While offering options, the proposal lists specific targets: 885 housing units, of which 30% would be affordable; 145,000 square feet of commercial medical, lab and office space; 168,000 square feet of retail space, plus a grocery store, library, sports courts, daycare center and community garden.
“All of this is about what is possible,” Sneider said. “Our proposal is about a process and an approach that recognizes community as priority. We need and will embark on an extensive community feedback and interaction to land at what the community wants/needs and what is viable.”
The project is expected to provide 2,500 short-term construction jobs and 1,200 permanent jobs, with at least 30% being local workers. A timeline indicates that it could be completed by the end of 2027.
The opportunity to take on a Los Angeles landmark appeared to spark considerable interest when development firms sent more than 100 consultants to a mandatory walk-through in March. Ultimately, only two teams submitted bids to the county’s Department of Economic Opportunity in January.
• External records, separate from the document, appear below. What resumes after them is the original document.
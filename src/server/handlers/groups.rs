use axum::{extract::State, response::Json};
use sea_orm::{EntityTrait, QueryOrder};

use crate::database::entities::{irac_groups, irac_groups::Entity as IracGroups};
use crate::errors::AdvisoryError;
use crate::server::app::AppState;

pub async fn list_groups(
    State(state): State<AppState>,
) -> Result<Json<Vec<irac_groups::Model>>, AdvisoryError> {
    let groups = IracGroups::find()
        .order_by_asc(irac_groups::Column::Id)
        .all(&state.db)
        .await?;

    Ok(Json(groups))
}
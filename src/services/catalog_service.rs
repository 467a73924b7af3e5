use std::collections::HashMap;

use sea_orm::{
    ColumnTrait, DatabaseConnection, EntityTrait, PaginatorTrait, QueryFilter, QueryOrder,
};
use serde::{Deserialize, Serialize};

use crate::database::entities::{
    active_ingredients, active_ingredients::Entity as ActiveIngredients, ingredient_efficacy,
    ingredient_efficacy::Entity as IngredientEfficacy, irac_groups,
    irac_groups::Entity as IracGroups, pests::Entity as Pests, trade_products,
    trade_products::Entity as TradeProducts, usage_history,
    usage_history::Entity as UsageHistory,
};
use crate::errors::AdvisoryError;
use crate::services::rotation_service::canonical_group_id;
use crate::services::treatment_service::efficacy_rank;

/// Resolve a group code against the catalog: exact id first, then by
/// canonical form, since legacy rows may store the code padded.
pub async fn resolve_group(
    db: &DatabaseConnection,
    group_id: &str,
) -> Result<Option<irac_groups::Model>, AdvisoryError> {
    if let Some(group) = IracGroups::find_by_id(group_id.to_string()).one(db).await? {
        return Ok(Some(group));
    }

    let wanted = canonical_group_id(group_id);
    if wanted.is_empty() {
        return Ok(None);
    }
    let groups = IracGroups::find().all(db).await?;
    Ok(groups
        .into_iter()
        .find(|group| canonical_group_id(&group.id) == wanted))
}

#[derive(Clone, Debug, Serialize, Deserialize)]
pub struct IngredientSummary {
    pub c_id: i32,
    pub c_name: String,
    pub g_id: String,
    pub g_name: String,
    pub action_type: String,
}

#[derive(Clone, Debug, Serialize, Deserialize)]
pub struct ProductSummary {
    pub p_id: i32,
    pub p_name: String,
    pub c_name: String,
    pub irac_group: String,
    pub formulation: Option<String>,
    pub concentration: Option<String>,
}

#[derive(Clone, Debug, Serialize, Deserialize)]
pub struct PestSolution {
    pub c_name: String,
    pub irac_group: String,
    pub efficacy_level: String,
    pub example_product: Option<String>,
}

/// Joined catalog listings and the referential-integrity checks that
/// guard catalog deletes. Dependents are queried explicitly rather than
/// inferred from backend constraint errors.
pub struct CatalogService {
    db: DatabaseConnection,
}

impl CatalogService {
    pub fn new(db: DatabaseConnection) -> Self {
        Self { db }
    }

    pub async fn ingredients_with_groups(&self) -> Result<Vec<IngredientSummary>, AdvisoryError> {
        let ingredients = ActiveIngredients::find()
            .order_by_asc(active_ingredients::Column::Name)
            .all(&self.db)
            .await?;
        let groups = self.groups_by_id().await?;

        ingredients
            .into_iter()
            .map(|ingredient| {
                let group = groups
                    .get(&ingredient.group_id)
                    .ok_or_else(|| AdvisoryError::not_found("irac group", &ingredient.group_id))?;
                Ok(IngredientSummary {
                    c_id: ingredient.id,
                    c_name: ingredient.name,
                    g_id: canonical_group_id(&group.id),
                    g_name: group.name.clone(),
                    action_type: ingredient.action_type,
                })
            })
            .collect()
    }

    pub async fn products_with_ingredients(&self) -> Result<Vec<ProductSummary>, AdvisoryError> {
        let products = TradeProducts::find()
            .order_by_asc(trade_products::Column::Name)
            .all(&self.db)
            .await?;
        let ingredients: HashMap<i32, active_ingredients::Model> = ActiveIngredients::find()
            .all(&self.db)
            .await?
            .into_iter()
            .map(|ingredient| (ingredient.id, ingredient))
            .collect();
        let groups = self.groups_by_id().await?;

        products
            .into_iter()
            .map(|product| {
                let ingredient = ingredients.get(&product.ingredient_id).ok_or_else(|| {
                    AdvisoryError::not_found("active ingredient", product.ingredient_id)
                })?;
                let group = groups
                    .get(&ingredient.group_id)
                    .ok_or_else(|| AdvisoryError::not_found("irac group", &ingredient.group_id))?;
                Ok(ProductSummary {
                    p_id: product.id,
                    p_name: product.name,
                    c_name: ingredient.name.clone(),
                    irac_group: canonical_group_id(&group.id),
                    formulation: product.formulation,
                    concentration: product.concentration,
                })
            })
            .collect()
    }

    /// Flat listing of everything known to work against a pest, with one
    /// example product per ingredient, ordered by efficacy rank.
    pub async fn solutions_for_pest(
        &self,
        pest_id: i32,
    ) -> Result<Vec<PestSolution>, AdvisoryError> {
        let efficacy_rows = IngredientEfficacy::find()
            .filter(ingredient_efficacy::Column::PestId.eq(pest_id))
            .all(&self.db)
            .await?;
        if efficacy_rows.is_empty() {
            return Ok(Vec::new());
        }

        let ingredient_ids: Vec<i32> = efficacy_rows.iter().map(|row| row.ingredient_id).collect();
        let ingredients: HashMap<i32, active_ingredients::Model> = ActiveIngredients::find()
            .filter(active_ingredients::Column::Id.is_in(ingredient_ids.clone()))
            .all(&self.db)
            .await?
            .into_iter()
            .map(|ingredient| (ingredient.id, ingredient))
            .collect();
        let groups = self.groups_by_id().await?;

        // First product by name stands in as the example for its
        // ingredient.
        let products = TradeProducts::find()
            .filter(trade_products::Column::IngredientId.is_in(ingredient_ids))
            .order_by_asc(trade_products::Column::Name)
            .all(&self.db)
            .await?;
        let mut example_products: HashMap<i32, String> = HashMap::new();
        for product in products {
            example_products
                .entry(product.ingredient_id)
                .or_insert(product.name);
        }

        let mut solutions = Vec::new();
        for row in efficacy_rows {
            let ingredient = ingredients.get(&row.ingredient_id).ok_or_else(|| {
                AdvisoryError::not_found("active ingredient", row.ingredient_id)
            })?;
            let group = groups
                .get(&ingredient.group_id)
                .ok_or_else(|| AdvisoryError::not_found("irac group", &ingredient.group_id))?;
            solutions.push(PestSolution {
                c_name: ingredient.name.clone(),
                irac_group: canonical_group_id(&group.id),
                efficacy_level: row.efficacy_level,
                example_product: example_products.get(&ingredient.id).cloned(),
            });
        }

        solutions.sort_by(|a, b| {
            efficacy_rank(&a.efficacy_level)
                .cmp(&efficacy_rank(&b.efficacy_level))
                .then_with(|| a.c_name.cmp(&b.c_name))
        });

        Ok(solutions)
    }

    /// Delete an active ingredient unless products, efficacy entries or
    /// history rows still reference it.
    pub async fn delete_ingredient(&self, ingredient_id: i32) -> Result<(), AdvisoryError> {
        ActiveIngredients::find_by_id(ingredient_id)
            .one(&self.db)
            .await?
            .ok_or_else(|| AdvisoryError::not_found("active ingredient", ingredient_id))?;

        let dependents = self.ingredient_dependents(ingredient_id).await?;
        if let Some(dependents) = dependents {
            return Err(AdvisoryError::ReferentialConflict {
                entity: "active ingredient",
                id: ingredient_id.to_string(),
                dependents,
            });
        }

        ActiveIngredients::delete_by_id(ingredient_id)
            .exec(&self.db)
            .await?;
        Ok(())
    }

    /// Delete a pest unless efficacy entries or history rows reference it.
    pub async fn delete_pest(&self, pest_id: i32) -> Result<(), AdvisoryError> {
        Pests::find_by_id(pest_id)
            .one(&self.db)
            .await?
            .ok_or_else(|| AdvisoryError::not_found("pest", pest_id))?;

        let efficacy_count = IngredientEfficacy::find()
            .filter(ingredient_efficacy::Column::PestId.eq(pest_id))
            .count(&self.db)
            .await?;
        let history_count = UsageHistory::find()
            .filter(usage_history::Column::PestId.eq(pest_id))
            .count(&self.db)
            .await?;

        let dependents = if efficacy_count > 0 {
            Some("efficacy entries")
        } else if history_count > 0 {
            Some("usage history")
        } else {
            None
        };
        if let Some(dependents) = dependents {
            return Err(AdvisoryError::ReferentialConflict {
                entity: "pest",
                id: pest_id.to_string(),
                dependents,
            });
        }

        Pests::delete_by_id(pest_id).exec(&self.db).await?;
        Ok(())
    }

    /// Delete a trade product unless history rows reference it.
    pub async fn delete_product(&self, product_id: i32) -> Result<(), AdvisoryError> {
        TradeProducts::find_by_id(product_id)
            .one(&self.db)
            .await?
            .ok_or_else(|| AdvisoryError::not_found("trade product", product_id))?;

        let history_count = UsageHistory::find()
            .filter(usage_history::Column::ProductId.eq(product_id))
            .count(&self.db)
            .await?;
        if history_count > 0 {
            return Err(AdvisoryError::ReferentialConflict {
                entity: "trade product",
                id: product_id.to_string(),
                dependents: "usage history",
            });
        }

        TradeProducts::delete_by_id(product_id)
            .exec(&self.db)
            .await?;
        Ok(())
    }

    async fn ingredient_dependents(
        &self,
        ingredient_id: i32,
    ) -> Result<Option<&'static str>, AdvisoryError> {
        let product_count = TradeProducts::find()
            .filter(trade_products::Column::IngredientId.eq(ingredient_id))
            .count(&self.db)
            .await?;
        if product_count > 0 {
            return Ok(Some("trade products"));
        }

        let efficacy_count = IngredientEfficacy::find()
            .filter(ingredient_efficacy::Column::IngredientId.eq(ingredient_id))
            .count(&self.db)
            .await?;
        if efficacy_count > 0 {
            return Ok(Some("efficacy entries"));
        }

        let history_count = UsageHistory::find()
            .filter(usage_history::Column::IngredientId.eq(ingredient_id))
            .count(&self.db)
            .await?;
        if history_count > 0 {
            return Ok(Some("usage history"));
        }

        Ok(None)
    }

    async fn groups_by_id(&self) -> Result<HashMap<String, irac_groups::Model>, AdvisoryError> {
        Ok(IracGroups::find()
            .all(&self.db)
            .await?
            .into_iter()
            .map(|group| (group.id.clone(), group))
            .collect())
    }
}
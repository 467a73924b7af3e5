use axum::{
    extract::{Path, State},
    response::Json,
};

use crate::errors::AdvisoryError;
use crate::server::app::AppState;
use crate::services::{
    IngredientOption, ProductOption, RotationAdvice, RotationService, TreatmentService,
};

/// The rotation engine endpoint: BLOCKED/RECOMMENDED labels for every MoA
/// group effective against the pest, windowed over this user and plot.
pub async fn get_moa_recommendations(
    State(state): State<AppState>,
    Path((user_id, plot_name, pest_id)): Path<(i32, String, i32)>,
) -> Result<Json<RotationAdvice>, AdvisoryError> {
    let advice = RotationService::new(state.db.clone())
        .recommend(user_id, &plot_name, pest_id)
        .await?;

    Ok(Json(advice))
}

/// Drill-down step 1: ingredients in the chosen group effective against
/// the pest, best efficacy first.
pub async fn list_ingredients_for_moa(
    State(state): State<AppState>,
    Path((g_id, pest_id)): Path<(String, i32)>,
) -> Result<Json<Vec<IngredientOption>>, AdvisoryError> {
    let ingredients = TreatmentService::new(state.db.clone())
        .ingredients_for_group(&g_id, pest_id)
        .await?;

    Ok(Json(ingredients))
}

/// Drill-down step 2: branded products for the chosen ingredient.
pub async fn list_products_for_ingredient(
    State(state): State<AppState>,
    Path(c_id): Path<i32>,
) -> Result<Json<Vec<ProductOption>>, AdvisoryError> {
    let products = TreatmentService::new(state.db.clone())
        .products_for_ingredient(c_id)
        .await?;

    Ok(Json(products))
}
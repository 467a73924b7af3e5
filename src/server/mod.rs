pub mod app;
pub mod handlers;

use clap::Subcommand;

#[derive(Subcommand, Debug)]
pub enum MigrateDirection {
    Up,
    Down,
    Fresh,
}

use crate::database::{connection::*, migrations::Migrator, seed_data};
use anyhow::Result;
use sea_orm_migration::prelude::*;
use tracing::info;

pub async fn start_server(port: u16, database_path: &str, cors_origin: Option<&str>) -> Result<()> {
    let database_url = get_database_url(Some(database_path));
    let db = establish_connection(&database_url).await?;

    // Run migrations
    Migrator::up(&db, None).await?;
    info!("Database migrations completed");

    let app = app::create_app(db, cors_origin).await?;

    log_routes();

    let listener = tokio::net::TcpListener::bind(format!("0.0.0.0:{}", port)).await?;
    info!("Server running on http://0.0.0.0:{}", port);

    axum::serve(listener, app).await?;

    Ok(())
}

fn log_routes() {
    info!("API Endpoints:");
    info!("  /health                     - Health check");
    info!("  /api/login                  - Credential check");
    info!("  /api/pests, /api/ingredients, /api/products, /api/groups - Catalog CRUD");
    info!("  /api/users/:user_id/plots/:plot_name/pests/:pest_id/moa-recommendations - Rotation advice");
    info!("  /api/moa/:g_id/pests/:pest_id/ingredients - Ingredient drill-down");
    info!("  /api/ingredients/:c_id/products - Product drill-down");
    info!("  /api/usage-history          - Application ledger");
}

pub async fn migrate_database(database_path: &str, direction: MigrateDirection) -> Result<()> {
    let database_url = get_database_url(Some(database_path));
    let db = establish_connection(&database_url).await?;

    match direction {
        MigrateDirection::Up => {
            info!("Running migrations up");
            Migrator::up(&db, None).await?;
        }
        MigrateDirection::Down => {
            info!("Running migrations down");
            Migrator::down(&db, None).await?;
        }
        MigrateDirection::Fresh => {
            info!("Running fresh migrations (down then up)");
            Migrator::down(&db, None).await?;
            Migrator::up(&db, None).await?;
        }
    }

    info!("Database migration completed");
    Ok(())
}

/// Migrate and load the demo catalog; the `db init` subcommand.
pub async fn init_database(database_path: &str) -> Result<()> {
    let database_url = get_database_url(Some(database_path));
    let db = establish_connection(&database_url).await?;

    Migrator::up(&db, None).await?;
    seed_data::seed_demo_catalog(&db).await?;

    info!("Database initialized");
    Ok(())
}
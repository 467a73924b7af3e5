use sea_orm::entity::prelude::*;
use serde::{Deserialize, Serialize};

/// Append-only ledger of spray applications. Rows are never updated or
/// deleted; the rotation engine windows over them by `applied_at`
/// descending.
#[derive(Clone, Debug, PartialEq, DeriveEntityModel, Serialize, Deserialize)]
#[sea_orm(table_name = "usage_history")]
pub struct Model {
    #[sea_orm(primary_key)]
    pub id: i32,
    pub user_id: i32,
    pub plot_name: String,
    pub pest_id: i32,
    pub group_id: String,
    pub ingredient_id: i32,
    pub product_id: i32,
    pub applied_at: ChronoDateTimeUtc,
}

#[derive(Copy, Clone, Debug, EnumIter, DeriveRelation)]
pub enum Relation {
    #[sea_orm(
        belongs_to = "super::users::Entity",
        from = "Column::UserId",
        to = "super::users::Column::Id"
    )]
    Users,
    #[sea_orm(
        belongs_to = "super::pests::Entity",
        from = "Column::PestId",
        to = "super::pests::Column::Id"
    )]
    Pests,
    #[sea_orm(
        belongs_to = "super::irac_groups::Entity",
        from = "Column::GroupId",
        to = "super::irac_groups::Column::Id"
    )]
    IracGroups,
    #[sea_orm(
        belongs_to = "super::active_ingredients::Entity",
        from = "Column::IngredientId",
        to = "super::active_ingredients::Column::Id"
    )]
    ActiveIngredients,
    #[sea_orm(
        belongs_to = "super::trade_products::Entity",
        from = "Column::ProductId",
        to = "super::trade_products::Column::Id"
    )]
    TradeProducts,
}

impl Related<super::users::Entity> for Entity {
    fn to() -> RelationDef {
        Relation::Users.def()
    }
}

impl Related<super::pests::Entity> for Entity {
    fn to() -> RelationDef {
        Relation::Pests.def()
    }
}

impl Related<super::irac_groups::Entity> for Entity {
    fn to() -> RelationDef {
        Relation::IracGroups.def()
    }
}

impl Related<super::active_ingredients::Entity> for Entity {
    fn to() -> RelationDef {
        Relation::ActiveIngredients.def()
    }
}

impl Related<super::trade_products::Entity> for Entity {
    fn to() -> RelationDef {
        Relation::TradeProducts.def()
    }
}

impl ActiveModelBehavior for ActiveModel {}
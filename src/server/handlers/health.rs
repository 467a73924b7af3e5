use axum::{http::StatusCode, response::Json};
use serde_json::{json, Value};

pub async fn health_check() -> Result<Json<Value>, StatusCode> {
    Ok(Json(json!({
        "status": "healthy",
        "service": "sprayguide",
        "version": env!("CARGO_PKG_VERSION")
    })))
}
mod database;
mod errors;
mod server;
mod services;

use anyhow::Result;
use clap::{Parser, Subcommand};
use tracing::info;
use tracing::Level;
use tracing_subscriber::EnvFilter;

#[derive(Parser)]
#[clap(author, version, about)]
struct Cli {
    #[clap(short, long, global = true)]
    log_level: Option<String>,
    #[clap(subcommand)]
    command: Commands,
}

#[derive(Subcommand)]
enum Commands {
    Serve {
        #[clap(short, long, default_value = "3000")]
        port: u16,
        #[clap(short, long, default_value = "sprayguide.db")]
        database: String,
        #[clap(long)]
        cors_origin: Option<String>,
    },
    Db {
        #[clap(subcommand)]
        command: DbCommands,
    },
}

#[derive(Subcommand, Debug)]
enum DbCommands {
    Init {
        #[clap(short, long, default_value = "sprayguide.db")]
        database: String,
    },
    Migrate {
        #[clap(subcommand)]
        direction: server::MigrateDirection,
        #[clap(short, long, default_value = "sprayguide.db")]
        database: String,
    },
}

#[tokio::main]
async fn main() -> Result<()> {
    let args = Cli::parse();
    setup_logging(&args.log_level);

    match args.command {
        Commands::Serve {
            port,
            database,
            cors_origin,
        } => {
            info!("Starting server on port {}", port);
            server::start_server(port, &database, cors_origin.as_deref()).await?;
        }
        Commands::Db { command } => match command {
            DbCommands::Init { database } => {
                info!("Initializing database: {}", database);
                server::init_database(&database).await?;
            }
            DbCommands::Migrate {
                direction,
                database,
            } => {
                info!("Running database migration: {:?}", direction);
                server::migrate_database(&database, direction).await?;
            }
        },
    }

    Ok(())
}

fn setup_logging(log_level: &Option<String>) {
    let log_level = match log_level
        .as_ref()
        .unwrap_or(&"info".to_string())
        .to_lowercase()
        .as_str()
    {
        "trace" => Level::TRACE,
        "debug" => Level::DEBUG,
        "info" => Level::INFO,
        "warn" => Level::WARN,
        "error" => Level::ERROR,
        _ => Level::INFO,
    };

    tracing_subscriber::fmt()
        .with_env_filter(EnvFilter::new(log_level.to_string()))
        .init();
}
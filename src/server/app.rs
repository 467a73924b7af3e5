use anyhow::Result;
use axum::{
    routing::{delete, get, post, put},
    Router,
};
use sea_orm::DatabaseConnection;
use tower::ServiceBuilder;
use tower_http::cors::{Any, CorsLayer};

use super::handlers::{
    auth, groups, health, history, ingredients, pests, products, recommendations,
};

#[derive(Clone)]
pub struct AppState {
    pub db: DatabaseConnection,
}

pub async fn create_app(db: DatabaseConnection, cors_origin: Option<&str>) -> Result<Router> {
    let state = AppState { db };

    let cors = match cors_origin {
        Some(origin) => CorsLayer::new()
            .allow_origin(origin.parse::<axum::http::HeaderValue>()?)
            .allow_methods(Any)
            .allow_headers(Any),
        None => CorsLayer::new()
            .allow_origin(Any)
            .allow_methods(Any)
            .allow_headers(Any),
    };

    let app = Router::new()
        // Health check endpoint
        .route("/health", get(health::health_check))
        // API routes
        .nest("/api", api_routes())
        // Add middleware
        .layer(ServiceBuilder::new().layer(cors))
        .with_state(state);

    Ok(app)
}

fn api_routes() -> Router<AppState> {
    Router::new()
        // Login
        .route("/login", post(auth::login))
        // Pest catalog
        .route("/pests", get(pests::list_pests))
        .route("/pests", post(pests::create_pest))
        .route("/pests/:id", get(pests::get_pest))
        .route("/pests/:id", put(pests::update_pest))
        .route("/pests/:id", delete(pests::delete_pest))
        .route("/pests/:id/solutions", get(pests::list_solutions))
        // Active ingredient catalog
        .route("/ingredients", get(ingredients::list_ingredients))
        .route("/ingredients", post(ingredients::create_ingredient))
        .route("/ingredients/:c_id", put(ingredients::update_ingredient))
        .route("/ingredients/:c_id", delete(ingredients::delete_ingredient))
        // Trade product catalog
        .route("/products", get(products::list_products))
        .route("/products", post(products::create_product))
        .route("/products/:id", put(products::update_product))
        .route("/products/:id", delete(products::delete_product))
        // IRAC group reference data
        .route("/groups", get(groups::list_groups))
        // Rotation engine and drill-down
        .route(
            "/users/:user_id/plots/:plot_name/pests/:pest_id/moa-recommendations",
            get(recommendations::get_moa_recommendations),
        )
        .route(
            "/moa/:g_id/pests/:pest_id/ingredients",
            get(recommendations::list_ingredients_for_moa),
        )
        .route(
            "/ingredients/:c_id/products",
            get(recommendations::list_products_for_ingredient),
        )
        // Usage ledger
        .route("/usage-history", post(history::record_application))
        .route("/usage-history/:user_id", get(history::list_user_history))
}
use std::collections::HashMap;

use sea_orm::{ColumnTrait, DatabaseConnection, EntityTrait, QueryFilter, QueryOrder};
use serde::{Deserialize, Serialize};

use crate::database::entities::{
    active_ingredients, active_ingredients::Entity as ActiveIngredients, ingredient_efficacy,
    ingredient_efficacy::Entity as IngredientEfficacy, trade_products,
    trade_products::Entity as TradeProducts,
};
use crate::errors::AdvisoryError;
use crate::services::rotation_service::canonical_group_id;

/// Fixed categorical ordering for efficacy ratings; lower rank sorts
/// first. Anything outside the known vocabulary sorts last.
pub fn efficacy_rank(level: &str) -> u8 {
    match level {
        "high" => 0,
        "medium" => 1,
        "low" => 2,
        "unknown" => 3,
        _ => 4,
    }
}

#[derive(Clone, Debug, Serialize, Deserialize)]
pub struct IngredientOption {
    pub c_id: i32,
    pub c_name: String,
    pub efficacy_level: String,
}

#[derive(Clone, Debug, Serialize, Deserialize)]
pub struct ProductOption {
    pub p_id: i32,
    pub p_name: String,
    pub formulation: Option<String>,
    pub concentration: Option<String>,
}

/// Drill-down queries that take an approved MoA group to a purchasable
/// product. Pure filtered projections; no history involved.
pub struct TreatmentService {
    db: DatabaseConnection,
}

impl TreatmentService {
    pub fn new(db: DatabaseConnection) -> Self {
        Self { db }
    }

    /// Active ingredients in `group_id` with an efficacy entry against
    /// `pest_id`, ordered by efficacy rank (name as tiebreak).
    pub async fn ingredients_for_group(
        &self,
        group_id: &str,
        pest_id: i32,
    ) -> Result<Vec<IngredientOption>, AdvisoryError> {
        let wanted = canonical_group_id(group_id);
        if wanted.is_empty() {
            return Err(AdvisoryError::invalid_argument("group id is required"));
        }

        let efficacy_rows = IngredientEfficacy::find()
            .filter(ingredient_efficacy::Column::PestId.eq(pest_id))
            .all(&self.db)
            .await?;

        let level_by_ingredient: HashMap<i32, String> = efficacy_rows
            .into_iter()
            .map(|row| (row.ingredient_id, row.efficacy_level))
            .collect();
        if level_by_ingredient.is_empty() {
            return Ok(Vec::new());
        }

        let ingredients = ActiveIngredients::find()
            .filter(
                active_ingredients::Column::Id
                    .is_in(level_by_ingredient.keys().copied().collect::<Vec<_>>()),
            )
            .all(&self.db)
            .await?;

        let mut options: Vec<IngredientOption> = ingredients
            .into_iter()
            .filter(|ingredient| canonical_group_id(&ingredient.group_id) == wanted)
            .filter_map(|ingredient| {
                level_by_ingredient
                    .get(&ingredient.id)
                    .map(|level| IngredientOption {
                        c_id: ingredient.id,
                        c_name: ingredient.name,
                        efficacy_level: level.clone(),
                    })
            })
            .collect();

        options.sort_by(|a, b| {
            efficacy_rank(&a.efficacy_level)
                .cmp(&efficacy_rank(&b.efficacy_level))
                .then_with(|| a.c_name.cmp(&b.c_name))
        });

        Ok(options)
    }

    /// All trade products for an ingredient, ordered by name. An unknown
    /// ingredient simply has no products.
    pub async fn products_for_ingredient(
        &self,
        ingredient_id: i32,
    ) -> Result<Vec<ProductOption>, AdvisoryError> {
        let products = TradeProducts::find()
            .filter(trade_products::Column::IngredientId.eq(ingredient_id))
            .order_by_asc(trade_products::Column::Name)
            .all(&self.db)
            .await?;

        Ok(products
            .into_iter()
            .map(|product| ProductOption {
                p_id: product.id,
                p_name: product.name,
                formulation: product.formulation,
                concentration: product.concentration,
            })
            .collect())
    }
}

#[cfg(test)]
mod tests {
    use super::*;

    #[test]
    fn efficacy_rank_orders_the_fixed_vocabulary() {
        assert!(efficacy_rank("high") < efficacy_rank("medium"));
        assert!(efficacy_rank("medium") < efficacy_rank("low"));
        assert!(efficacy_rank("low") < efficacy_rank("unknown"));
        assert!(efficacy_rank("unknown") < efficacy_rank("not-a-level"));
    }
}
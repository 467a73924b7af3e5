use sea_orm::{Database, DatabaseConnection, DbErr};
use sea_orm_migration::MigratorTrait;

use super::migrations::Migrator;

pub async fn establish_connection(database_url: &str) -> Result<DatabaseConnection, DbErr> {
    Database::connect(database_url).await
}

pub fn get_database_url(database_path: Option<&str>) -> String {
    match database_path {
        Some(path) if path == ":memory:" => "sqlite::memory:".to_string(),
        Some(path) => format!("sqlite:{}", path),
        None => "sqlite:sprayguide.db".to_string(),
    }
}

/// Bring a freshly opened connection up to the current schema.
pub async fn setup_database(db: &DatabaseConnection) -> Result<(), DbErr> {
    Migrator::up(db, None).await
}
The other bid was submitted by a team headed by Lincoln Property Company and Soboroff Partners, whose managing partner Steve Soboroff is a Los Angeles police commissioner and was a key member of the team that developed Playa Vista in West L.A.
The Lincoln/Soboroff team’s 138-page proposal was similar in many respects but envisioned a longer timeline, with completion of the project in phases over the next 15 years, starting with the hospital refurbishing in 2031.
“It is a critically important and wonderful project,” Soboroff said. “Our team, although highly qualified and excited about the project, didn’t win, but we wish these guys all the success to do it as soon as they possibly can.”
Soboroff said the project could do for the Eastside what Staples Center did for downtown and Playa Vista did for the Westside.
“It’s that exciting a project,” he said.